On the Saturday night a small proportion of those in the UK who have taken Green actions in their communities were honoured through 'The Big Green Thank You' awards, including the current charismatic Green Lord Mayor of Sheffield.
The acting leader of the Welsh Green Party who grew up in the middle of a forest in Finland outlined some of their campaigns, from opposing a new nuclear power station at Wylfa and also the dumping of radioactive sludge from Hinckley C into Cardiff Bay to opposing planned extension to the M4 motorway.

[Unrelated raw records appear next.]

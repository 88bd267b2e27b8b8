//! In-memory job event store.
//!
//! Two views over the same events: a bounded recent-event log for the admin
//! listing and summary, and per-job entries for the public status tracker.
//! Nothing survives a restart.

use std::collections::{HashSet, VecDeque};
use std::sync::Arc;

use chrono::{DateTime, Duration, Utc};
use dashmap::DashMap;
use serde::Serialize;
use tokio::sync::RwLock;
use tracing::debug;

use linkhub_core::config::EventsConfig;
use linkhub_core::events::{ActorKind, JobEvent, JobState, NewJobEvent};
use linkhub_core::traits::Clock;

use super::summary::{EventSummary, JobCounts, estimate_cost};

/// Largest number of events a single listing returns.
pub const MAX_LIST_LIMIT: usize = 1_000;
/// Listing size when none is requested.
pub const DEFAULT_LIST_LIMIT: usize = 100;

/// Listing filter. All set fields must match.
#[derive(Debug, Clone, Default)]
pub struct EventFilter {
    pub actor: Option<ActorKind>,
    pub job_id: Option<String>,
    /// Clamped to `1..=MAX_LIST_LIMIT`; defaults to [`DEFAULT_LIST_LIMIT`].
    pub limit: Option<usize>,
}

impl EventFilter {
    fn effective_limit(&self) -> usize {
        self.limit
            .unwrap_or(DEFAULT_LIST_LIMIT)
            .clamp(1, MAX_LIST_LIMIT)
    }

    fn matches(&self, event: &JobEvent) -> bool {
        self.actor.is_none_or(|actor| event.actor == actor)
            && self
                .job_id
                .as_deref()
                .is_none_or(|job| event.job_id.as_deref() == Some(job))
    }
}

/// Latest known state of one job.
#[derive(Debug, Clone, PartialEq, Serialize)]
#[serde(rename_all = "camelCase")]
pub struct JobStatus {
    pub job_id: String,
    #[serde(skip_serializing_if = "Option::is_none")]
    pub stage: Option<String>,
    pub status: JobState,
    #[serde(skip_serializing_if = "Option::is_none")]
    pub progress: Option<f32>,
    /// Sum of bytes over every event seen for the job.
    pub bytes: u64,
    pub first_seen: DateTime<Utc>,
    pub last_seen: DateTime<Utc>,
    pub event_count: u64,
    /// True once the job reached `done` or `error`.
    pub finished: bool,
    /// Most recent steps, newest first.
    pub events: Vec<JobStep>,
}

/// Public view of one event. Reporter identities and notes stay in the
/// admin listing.
#[derive(Debug, Clone, PartialEq, Serialize)]
#[serde(rename_all = "camelCase")]
pub struct JobStep {
    pub at: DateTime<Utc>,
    #[serde(skip_serializing_if = "Option::is_none")]
    pub stage: Option<String>,
    #[serde(skip_serializing_if = "Option::is_none")]
    pub status: Option<JobState>,
    #[serde(skip_serializing_if = "Option::is_none")]
    pub progress: Option<f32>,
    pub bytes: u64,
}

impl From<&JobEvent> for JobStep {
    fn from(event: &JobEvent) -> Self {
        Self {
            at: event.at,
            stage: event.stage.clone(),
            status: event.status,
            progress: event.progress,
            bytes: event.bytes,
        }
    }
}

#[derive(Debug)]
struct JobEntry {
    stage: Option<String>,
    status: JobState,
    progress: Option<f32>,
    bytes: u64,
    first_seen: DateTime<Utc>,
    last_seen: DateTime<Utc>,
    event_count: u64,
    events: VecDeque<JobEvent>,
}

impl JobEntry {
    fn new(at: DateTime<Utc>) -> Self {
        Self {
            stage: None,
            status: JobState::Unknown,
            progress: None,
            bytes: 0,
            first_seen: at,
            last_seen: at,
            event_count: 0,
            events: VecDeque::new(),
        }
    }

    /// Fold `event` in. Fields the event leaves unset keep their last value.
    fn apply(&mut self, event: &JobEvent, keep: usize) {
        if let Some(stage) = &event.stage {
            self.stage = Some(stage.clone());
        }
        if let Some(status) = event.status {
            self.status = status;
            if status == JobState::Done && event.progress.is_none() {
                self.progress = Some(100.0);
            }
        }
        if let Some(progress) = event.progress {
            self.progress = Some(progress.clamp(0.0, 100.0));
        }
        self.bytes = self.bytes.saturating_add(event.bytes);
        self.last_seen = self.last_seen.max(event.at);
        self.event_count += 1;

        self.events.push_front(event.clone());
        self.events.truncate(keep);
    }

    fn to_status(&self, job_id: &str) -> JobStatus {
        JobStatus {
            job_id: job_id.to_string(),
            stage: self.stage.clone(),
            status: self.status,
            progress: self.progress,
            bytes: self.bytes,
            first_seen: self.first_seen,
            last_seen: self.last_seen,
            event_count: self.event_count,
            finished: self.status.is_terminal(),
            events: self.events.iter().map(JobStep::from).collect(),
        }
    }
}

/// Bounded, volatile store of job events.
#[derive(Debug)]
pub struct EventStore {
    /// Newest first.
    recent: RwLock<VecDeque<JobEvent>>,
    jobs: DashMap<String, JobEntry>,
    config: EventsConfig,
    clock: Arc<dyn Clock>,
}

impl EventStore {
    pub fn new(config: EventsConfig, clock: Arc<dyn Clock>) -> Self {
        Self {
            recent: RwLock::new(VecDeque::new()),
            jobs: DashMap::new(),
            config,
            clock,
        }
    }

    fn capacity(&self) -> usize {
        self.config.capacity.max(1)
    }

    /// Stamp and record one event.
    pub async fn ingest(&self, new: NewJobEvent) -> JobEvent {
        let event = new.into_event(self.clock.now());

        if let Some(job_id) = &event.job_id {
            self.jobs
                .entry(job_id.clone())
                .or_insert_with(|| JobEntry::new(event.at))
                .apply(&event, self.config.per_job_capacity.max(1));
            self.evict_jobs();
        }

        {
            let mut recent = self.recent.write().await;
            recent.push_front(event.clone());
            recent.truncate(self.capacity());
        }

        debug!(
            event_id = %event.id,
            job_id = event.job_id.as_deref().unwrap_or(""),
            actor = ?event.actor,
            "Recorded job event"
        );
        event
    }

    /// Drop the least recently seen jobs until the job count fits.
    fn evict_jobs(&self) {
        while self.jobs.len() > self.capacity() {
            let oldest = self
                .jobs
                .iter()
                .min_by_key(|entry| entry.last_seen)
                .map(|entry| entry.key().clone());
            match oldest {
                Some(job_id) => {
                    self.jobs.remove(&job_id);
                }
                None => break,
            }
        }
    }

    /// Recent events matching `filter`, newest first.
    pub async fn list(&self, filter: &EventFilter) -> Vec<JobEvent> {
        let recent = self.recent.read().await;
        recent
            .iter()
            .filter(|event| filter.matches(event))
            .take(filter.effective_limit())
            .cloned()
            .collect()
    }

    /// Current state of `job_id`, if any event mentioned it.
    pub fn job_status(&self, job_id: &str) -> Option<JobStatus> {
        self.jobs.get(job_id).map(|entry| entry.to_status(job_id))
    }

    /// Aggregate the last 24 hours.
    pub async fn summary(&self) -> EventSummary {
        let now = self.clock.now();
        let day_ago = now - Duration::hours(24);
        let online_since = now - Duration::seconds(self.config.online_window_seconds.max(0));

        let mut events_24h = 0u64;
        let mut bandwidth_bytes = 0u64;
        let mut workers = HashSet::new();
        let mut users = HashSet::new();
        {
            let recent = self.recent.read().await;
            for event in recent.iter().take_while(|event| event.at >= day_ago) {
                events_24h += 1;
                bandwidth_bytes = bandwidth_bytes.saturating_add(event.bytes);
                if let Some(user) = &event.user_id {
                    users.insert(user.clone());
                }
                if let Some(node) = event.node_id.as_ref().filter(|_| event.at >= online_since) {
                    workers.insert(node.clone());
                }
            }
        }

        let mut jobs = JobCounts::default();
        for entry in self.jobs.iter().filter(|entry| entry.last_seen >= day_ago) {
            match entry.status {
                JobState::Queued => jobs.queued += 1,
                JobState::Running => jobs.running += 1,
                JobState::Done => jobs.done += 1,
                JobState::Error => jobs.error += 1,
                JobState::Unknown => {}
            }
        }

        EventSummary {
            generated_at: now,
            events_24h,
            jobs,
            workers_online: workers.len() as u64,
            users_active: users.len() as u64,
            bandwidth_bytes,
            estimated_cost: estimate_cost(bandwidth_bytes, self.config.price_per_gb),
        }
    }

    /// Events held in the recent log.
    pub async fn len(&self) -> usize {
        self.recent.read().await.len()
    }

    pub async fn is_empty(&self) -> bool {
        self.len().await == 0
    }

    /// Jobs currently tracked.
    pub fn job_count(&self) -> usize {
        self.jobs.len()
    }
}
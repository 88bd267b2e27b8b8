//! Signed link configuration.

use serde::{Deserialize, Serialize};

/// Settings shared by the link issuer and resolver.
///
/// TTL bounds are not configurable; see `linkhub_service::link`.
#[derive(Debug, Clone, Default, Serialize, Deserialize)]
pub struct LinksConfig {
    /// HMAC-SHA256 key used to sign and verify link tokens.
    #[serde(default)]
    pub signing_secret: String,
    /// Base URL of the public pull zone serving stored objects.
    #[serde(default)]
    pub pull_base: String,
    /// Public base URL of this service, used to build short URLs.
    /// Defaults to `http://localhost:{server.port}`.
    #[serde(default)]
    pub public_base: String,
}

impl LinksConfig {
    /// Whether a signing secret is configured.
    pub fn signing_set(&self) -> bool {
        !self.signing_secret.is_empty()
    }

    /// Whether a pull base URL is configured.
    pub fn pull_base_set(&self) -> bool {
        !self.pull_base.is_empty()
    }
}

I also went to a presentation on 'Child friendly Cities' - something of relevance to our manifesto and also the York Central plans. The UN General Comment No 17 on children's right to play made in 2013 is the basis for a UNICEF child friendly cities initiative. The initiative of parents to reclaim their street for play in a part of Bristol has led to action by similar groups - see playingout.net for more details. Bristol is the first authority in the UK to adopt a Temporary Play Street Order procedure which has been established under local government powers passed into law in 1847! This makes it easy for groups of parents to come together and extend control over their street, acting as a catalyst for longer term change. Interestingly one of the speakers who has been working in Wrexham and now looking at Hackney referred to academic research funded by the Homes and Communities Agency, part of the partnership behind York Central Partnership. This highlighted through independent play observation the significance of the location of playspace not just the amount. Including trees to climb and space for teenagers not just 'play equipment' were specifically mentioned. A key issue was shared space which is clear of parked cars! One speaker said that the shift to online activity by young people was as much a symptom of restrictions on play as the cause of decline in physical activity.